● REQUIRED ACTION
Give an exact copy of the lines from the beginning of the listing below to the "use std::fs;" line, inclusive.

**********

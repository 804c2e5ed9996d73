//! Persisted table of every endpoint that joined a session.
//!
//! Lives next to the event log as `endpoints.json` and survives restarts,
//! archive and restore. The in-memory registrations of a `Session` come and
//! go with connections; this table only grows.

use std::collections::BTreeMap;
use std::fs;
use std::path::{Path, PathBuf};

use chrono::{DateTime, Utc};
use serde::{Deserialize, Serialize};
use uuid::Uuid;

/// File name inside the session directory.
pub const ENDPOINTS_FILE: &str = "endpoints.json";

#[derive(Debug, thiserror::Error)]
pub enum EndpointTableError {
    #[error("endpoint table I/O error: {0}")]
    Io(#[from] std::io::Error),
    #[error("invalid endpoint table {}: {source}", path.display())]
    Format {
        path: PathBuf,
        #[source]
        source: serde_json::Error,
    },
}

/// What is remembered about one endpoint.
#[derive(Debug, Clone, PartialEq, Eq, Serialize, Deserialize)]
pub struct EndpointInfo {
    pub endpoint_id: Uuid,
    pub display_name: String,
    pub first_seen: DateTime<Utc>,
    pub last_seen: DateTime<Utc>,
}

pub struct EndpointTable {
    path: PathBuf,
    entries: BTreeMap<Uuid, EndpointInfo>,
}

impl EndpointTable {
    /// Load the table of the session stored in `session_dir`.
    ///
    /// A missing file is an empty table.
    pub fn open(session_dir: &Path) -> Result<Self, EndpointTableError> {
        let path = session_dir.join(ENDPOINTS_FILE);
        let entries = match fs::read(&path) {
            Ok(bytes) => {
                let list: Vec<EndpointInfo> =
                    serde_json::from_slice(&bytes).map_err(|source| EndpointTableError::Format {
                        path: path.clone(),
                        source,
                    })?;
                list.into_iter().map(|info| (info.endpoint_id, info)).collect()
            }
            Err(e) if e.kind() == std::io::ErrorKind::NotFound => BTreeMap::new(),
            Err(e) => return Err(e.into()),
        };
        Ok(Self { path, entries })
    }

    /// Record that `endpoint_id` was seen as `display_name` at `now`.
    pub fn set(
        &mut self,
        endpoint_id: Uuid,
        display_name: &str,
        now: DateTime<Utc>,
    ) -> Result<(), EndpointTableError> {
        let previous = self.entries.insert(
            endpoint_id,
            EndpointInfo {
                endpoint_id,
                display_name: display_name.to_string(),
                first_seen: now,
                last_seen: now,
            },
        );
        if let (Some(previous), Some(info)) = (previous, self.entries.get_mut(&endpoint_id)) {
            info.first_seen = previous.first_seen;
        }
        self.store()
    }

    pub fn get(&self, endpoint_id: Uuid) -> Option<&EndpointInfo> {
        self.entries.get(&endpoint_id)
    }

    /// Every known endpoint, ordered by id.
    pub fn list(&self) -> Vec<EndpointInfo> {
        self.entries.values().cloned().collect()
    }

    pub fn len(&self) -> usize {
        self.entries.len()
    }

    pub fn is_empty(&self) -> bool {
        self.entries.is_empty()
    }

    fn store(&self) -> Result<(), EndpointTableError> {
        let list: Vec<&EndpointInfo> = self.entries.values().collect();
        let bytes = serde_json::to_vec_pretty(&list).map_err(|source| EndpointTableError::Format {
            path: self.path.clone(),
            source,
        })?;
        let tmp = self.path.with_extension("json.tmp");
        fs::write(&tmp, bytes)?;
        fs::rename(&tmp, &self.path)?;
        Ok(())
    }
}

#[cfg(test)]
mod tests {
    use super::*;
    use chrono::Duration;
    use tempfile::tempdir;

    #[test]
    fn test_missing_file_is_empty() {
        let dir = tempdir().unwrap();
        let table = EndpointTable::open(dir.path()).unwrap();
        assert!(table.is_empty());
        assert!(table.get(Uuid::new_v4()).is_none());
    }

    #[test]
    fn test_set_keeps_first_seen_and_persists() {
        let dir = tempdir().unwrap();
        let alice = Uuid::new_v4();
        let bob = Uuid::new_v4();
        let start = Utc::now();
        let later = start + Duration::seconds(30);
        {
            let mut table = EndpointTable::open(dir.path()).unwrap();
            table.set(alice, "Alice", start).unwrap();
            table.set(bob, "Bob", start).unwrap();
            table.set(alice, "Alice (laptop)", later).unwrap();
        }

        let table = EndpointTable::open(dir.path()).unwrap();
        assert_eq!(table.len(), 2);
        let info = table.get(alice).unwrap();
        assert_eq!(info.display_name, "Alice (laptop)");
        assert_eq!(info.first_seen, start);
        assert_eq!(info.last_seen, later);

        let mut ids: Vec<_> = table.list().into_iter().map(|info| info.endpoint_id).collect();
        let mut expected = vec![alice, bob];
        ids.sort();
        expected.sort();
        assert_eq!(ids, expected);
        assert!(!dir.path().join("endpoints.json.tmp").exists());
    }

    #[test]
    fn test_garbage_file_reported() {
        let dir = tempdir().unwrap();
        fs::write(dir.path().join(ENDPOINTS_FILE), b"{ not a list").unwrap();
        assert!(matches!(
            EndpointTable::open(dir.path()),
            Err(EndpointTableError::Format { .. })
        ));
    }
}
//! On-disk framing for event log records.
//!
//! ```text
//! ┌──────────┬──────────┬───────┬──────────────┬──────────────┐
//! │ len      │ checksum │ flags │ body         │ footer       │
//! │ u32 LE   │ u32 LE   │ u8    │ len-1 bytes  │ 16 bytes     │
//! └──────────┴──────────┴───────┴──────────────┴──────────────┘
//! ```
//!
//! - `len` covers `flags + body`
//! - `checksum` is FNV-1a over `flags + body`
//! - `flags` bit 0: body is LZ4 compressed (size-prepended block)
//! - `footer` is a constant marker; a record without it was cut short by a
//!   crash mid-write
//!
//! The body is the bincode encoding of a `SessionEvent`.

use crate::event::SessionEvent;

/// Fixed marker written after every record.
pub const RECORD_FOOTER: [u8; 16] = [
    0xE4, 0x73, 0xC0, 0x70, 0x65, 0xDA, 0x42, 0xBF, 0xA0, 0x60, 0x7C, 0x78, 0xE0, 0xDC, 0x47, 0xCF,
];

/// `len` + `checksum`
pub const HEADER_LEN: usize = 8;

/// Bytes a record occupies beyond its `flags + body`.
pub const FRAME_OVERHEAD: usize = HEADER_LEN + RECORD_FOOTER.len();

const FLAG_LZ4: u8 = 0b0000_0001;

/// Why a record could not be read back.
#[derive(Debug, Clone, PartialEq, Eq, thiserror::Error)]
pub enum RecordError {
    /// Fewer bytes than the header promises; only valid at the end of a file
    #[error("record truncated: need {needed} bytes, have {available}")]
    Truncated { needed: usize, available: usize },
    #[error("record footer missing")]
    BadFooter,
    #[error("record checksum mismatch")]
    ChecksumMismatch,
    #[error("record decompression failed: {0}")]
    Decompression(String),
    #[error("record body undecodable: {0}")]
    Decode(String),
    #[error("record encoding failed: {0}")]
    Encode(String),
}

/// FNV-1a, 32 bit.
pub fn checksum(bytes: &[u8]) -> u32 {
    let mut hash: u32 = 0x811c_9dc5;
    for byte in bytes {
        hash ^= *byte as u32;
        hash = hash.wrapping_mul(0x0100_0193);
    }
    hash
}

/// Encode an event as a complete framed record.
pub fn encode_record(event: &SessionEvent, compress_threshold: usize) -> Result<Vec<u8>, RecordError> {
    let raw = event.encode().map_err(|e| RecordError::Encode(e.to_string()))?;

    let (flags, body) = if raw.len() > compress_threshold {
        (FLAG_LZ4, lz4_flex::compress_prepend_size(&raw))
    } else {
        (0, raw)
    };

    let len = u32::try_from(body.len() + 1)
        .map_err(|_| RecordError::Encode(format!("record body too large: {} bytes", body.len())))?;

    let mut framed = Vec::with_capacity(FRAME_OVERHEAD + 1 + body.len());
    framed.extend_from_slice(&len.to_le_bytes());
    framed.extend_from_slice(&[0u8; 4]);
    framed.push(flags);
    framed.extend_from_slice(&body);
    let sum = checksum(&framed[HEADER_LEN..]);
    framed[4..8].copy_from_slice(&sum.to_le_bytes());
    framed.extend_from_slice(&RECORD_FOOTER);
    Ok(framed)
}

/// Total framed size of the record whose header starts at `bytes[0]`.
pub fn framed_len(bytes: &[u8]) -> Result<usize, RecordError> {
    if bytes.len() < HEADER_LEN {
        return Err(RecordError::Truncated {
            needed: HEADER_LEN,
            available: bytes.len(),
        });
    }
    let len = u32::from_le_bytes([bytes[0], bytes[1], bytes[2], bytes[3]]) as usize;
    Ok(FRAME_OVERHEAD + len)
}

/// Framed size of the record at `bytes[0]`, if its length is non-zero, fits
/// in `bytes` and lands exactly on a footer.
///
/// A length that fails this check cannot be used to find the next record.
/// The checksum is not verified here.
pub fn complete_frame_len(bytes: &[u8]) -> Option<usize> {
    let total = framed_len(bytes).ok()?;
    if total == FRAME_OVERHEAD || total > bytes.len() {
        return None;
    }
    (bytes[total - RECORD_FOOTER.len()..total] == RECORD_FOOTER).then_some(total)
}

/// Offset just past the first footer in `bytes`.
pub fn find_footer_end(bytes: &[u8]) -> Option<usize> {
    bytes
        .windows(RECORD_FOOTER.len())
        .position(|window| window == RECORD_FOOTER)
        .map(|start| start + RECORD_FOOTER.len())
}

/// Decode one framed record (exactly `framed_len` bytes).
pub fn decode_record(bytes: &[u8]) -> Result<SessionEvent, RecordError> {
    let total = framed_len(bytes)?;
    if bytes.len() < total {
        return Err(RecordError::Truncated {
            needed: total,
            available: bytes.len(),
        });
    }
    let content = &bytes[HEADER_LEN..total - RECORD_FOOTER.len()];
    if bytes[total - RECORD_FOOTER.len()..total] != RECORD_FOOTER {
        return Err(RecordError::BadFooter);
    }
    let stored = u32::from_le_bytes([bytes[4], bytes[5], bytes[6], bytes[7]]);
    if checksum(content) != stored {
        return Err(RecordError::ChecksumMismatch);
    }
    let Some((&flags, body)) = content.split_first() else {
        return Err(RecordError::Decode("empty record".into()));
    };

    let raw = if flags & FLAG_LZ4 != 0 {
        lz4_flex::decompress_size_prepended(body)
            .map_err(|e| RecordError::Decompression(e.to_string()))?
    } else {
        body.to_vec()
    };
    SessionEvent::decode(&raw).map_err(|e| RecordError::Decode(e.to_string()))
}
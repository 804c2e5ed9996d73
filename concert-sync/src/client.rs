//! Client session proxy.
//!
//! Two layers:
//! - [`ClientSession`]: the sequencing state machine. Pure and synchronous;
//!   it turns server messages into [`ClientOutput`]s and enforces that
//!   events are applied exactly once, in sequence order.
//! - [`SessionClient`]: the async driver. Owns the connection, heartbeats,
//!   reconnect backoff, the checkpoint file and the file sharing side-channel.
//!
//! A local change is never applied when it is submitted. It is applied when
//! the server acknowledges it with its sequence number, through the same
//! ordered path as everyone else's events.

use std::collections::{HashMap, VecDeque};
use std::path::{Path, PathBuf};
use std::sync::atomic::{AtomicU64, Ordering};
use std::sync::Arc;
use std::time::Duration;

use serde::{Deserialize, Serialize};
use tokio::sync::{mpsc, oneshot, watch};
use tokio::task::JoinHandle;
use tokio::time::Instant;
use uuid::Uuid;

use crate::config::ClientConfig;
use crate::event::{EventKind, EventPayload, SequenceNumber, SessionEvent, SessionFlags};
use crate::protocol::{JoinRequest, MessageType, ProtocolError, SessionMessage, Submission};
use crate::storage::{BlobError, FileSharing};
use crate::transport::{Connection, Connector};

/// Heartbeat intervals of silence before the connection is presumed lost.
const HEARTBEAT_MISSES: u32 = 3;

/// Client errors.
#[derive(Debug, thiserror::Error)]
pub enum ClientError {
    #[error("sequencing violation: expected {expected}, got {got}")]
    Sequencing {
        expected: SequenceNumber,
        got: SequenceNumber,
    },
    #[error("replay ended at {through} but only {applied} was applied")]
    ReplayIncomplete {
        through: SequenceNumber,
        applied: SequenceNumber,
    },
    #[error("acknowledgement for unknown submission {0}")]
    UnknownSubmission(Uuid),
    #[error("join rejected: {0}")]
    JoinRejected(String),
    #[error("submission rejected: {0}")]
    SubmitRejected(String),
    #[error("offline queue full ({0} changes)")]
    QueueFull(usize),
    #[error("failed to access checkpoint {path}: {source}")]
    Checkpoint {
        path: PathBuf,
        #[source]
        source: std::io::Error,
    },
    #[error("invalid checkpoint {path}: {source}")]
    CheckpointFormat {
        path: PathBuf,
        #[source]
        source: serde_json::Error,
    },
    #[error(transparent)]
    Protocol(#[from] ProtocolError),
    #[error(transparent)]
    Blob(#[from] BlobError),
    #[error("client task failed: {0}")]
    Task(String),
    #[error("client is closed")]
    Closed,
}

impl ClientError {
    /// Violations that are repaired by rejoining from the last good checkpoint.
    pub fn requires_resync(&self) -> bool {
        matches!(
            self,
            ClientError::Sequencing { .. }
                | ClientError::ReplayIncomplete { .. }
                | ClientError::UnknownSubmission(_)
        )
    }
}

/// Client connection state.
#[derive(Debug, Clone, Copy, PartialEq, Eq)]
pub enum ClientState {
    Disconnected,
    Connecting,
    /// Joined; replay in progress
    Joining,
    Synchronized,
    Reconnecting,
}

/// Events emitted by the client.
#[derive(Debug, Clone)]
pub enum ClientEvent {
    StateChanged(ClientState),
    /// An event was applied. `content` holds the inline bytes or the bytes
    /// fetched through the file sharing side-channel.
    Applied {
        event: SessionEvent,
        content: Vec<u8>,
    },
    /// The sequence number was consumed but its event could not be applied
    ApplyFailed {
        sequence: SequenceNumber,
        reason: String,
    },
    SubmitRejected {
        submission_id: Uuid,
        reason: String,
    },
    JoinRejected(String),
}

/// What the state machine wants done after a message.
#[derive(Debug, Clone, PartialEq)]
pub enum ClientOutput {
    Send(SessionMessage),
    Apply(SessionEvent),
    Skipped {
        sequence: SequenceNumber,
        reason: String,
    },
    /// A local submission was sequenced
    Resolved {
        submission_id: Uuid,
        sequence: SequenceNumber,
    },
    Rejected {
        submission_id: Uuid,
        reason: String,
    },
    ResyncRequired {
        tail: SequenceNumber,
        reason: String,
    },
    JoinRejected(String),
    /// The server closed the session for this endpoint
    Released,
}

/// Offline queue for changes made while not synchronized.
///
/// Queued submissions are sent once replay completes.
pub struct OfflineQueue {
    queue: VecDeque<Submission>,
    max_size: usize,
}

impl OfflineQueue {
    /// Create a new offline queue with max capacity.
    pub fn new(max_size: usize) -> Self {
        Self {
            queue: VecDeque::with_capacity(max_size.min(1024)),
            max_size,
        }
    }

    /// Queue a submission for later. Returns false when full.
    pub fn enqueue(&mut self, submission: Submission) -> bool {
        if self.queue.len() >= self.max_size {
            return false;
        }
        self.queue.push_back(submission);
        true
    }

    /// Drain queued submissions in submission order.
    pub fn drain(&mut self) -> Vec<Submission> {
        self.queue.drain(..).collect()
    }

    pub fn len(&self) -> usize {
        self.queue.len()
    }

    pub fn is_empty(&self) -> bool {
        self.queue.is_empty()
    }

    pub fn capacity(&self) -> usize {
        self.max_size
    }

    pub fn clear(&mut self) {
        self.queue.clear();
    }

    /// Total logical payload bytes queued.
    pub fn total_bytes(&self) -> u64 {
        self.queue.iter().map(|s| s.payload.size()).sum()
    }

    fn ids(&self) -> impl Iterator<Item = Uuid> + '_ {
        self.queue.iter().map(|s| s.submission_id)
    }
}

**********

● WRITTEN RESPONSE
repository 804c2e5ed9996d73
//! Persisted table of every endpoint that joined a session.
//!
//! Lives next to the event log as `endpoints.json` and survives restarts,
//! archive and restore. The in-memory registrations of a `Session` come and
//! go with connections; this table only grows.

use std::collections::BTreeMap;
use std::fs;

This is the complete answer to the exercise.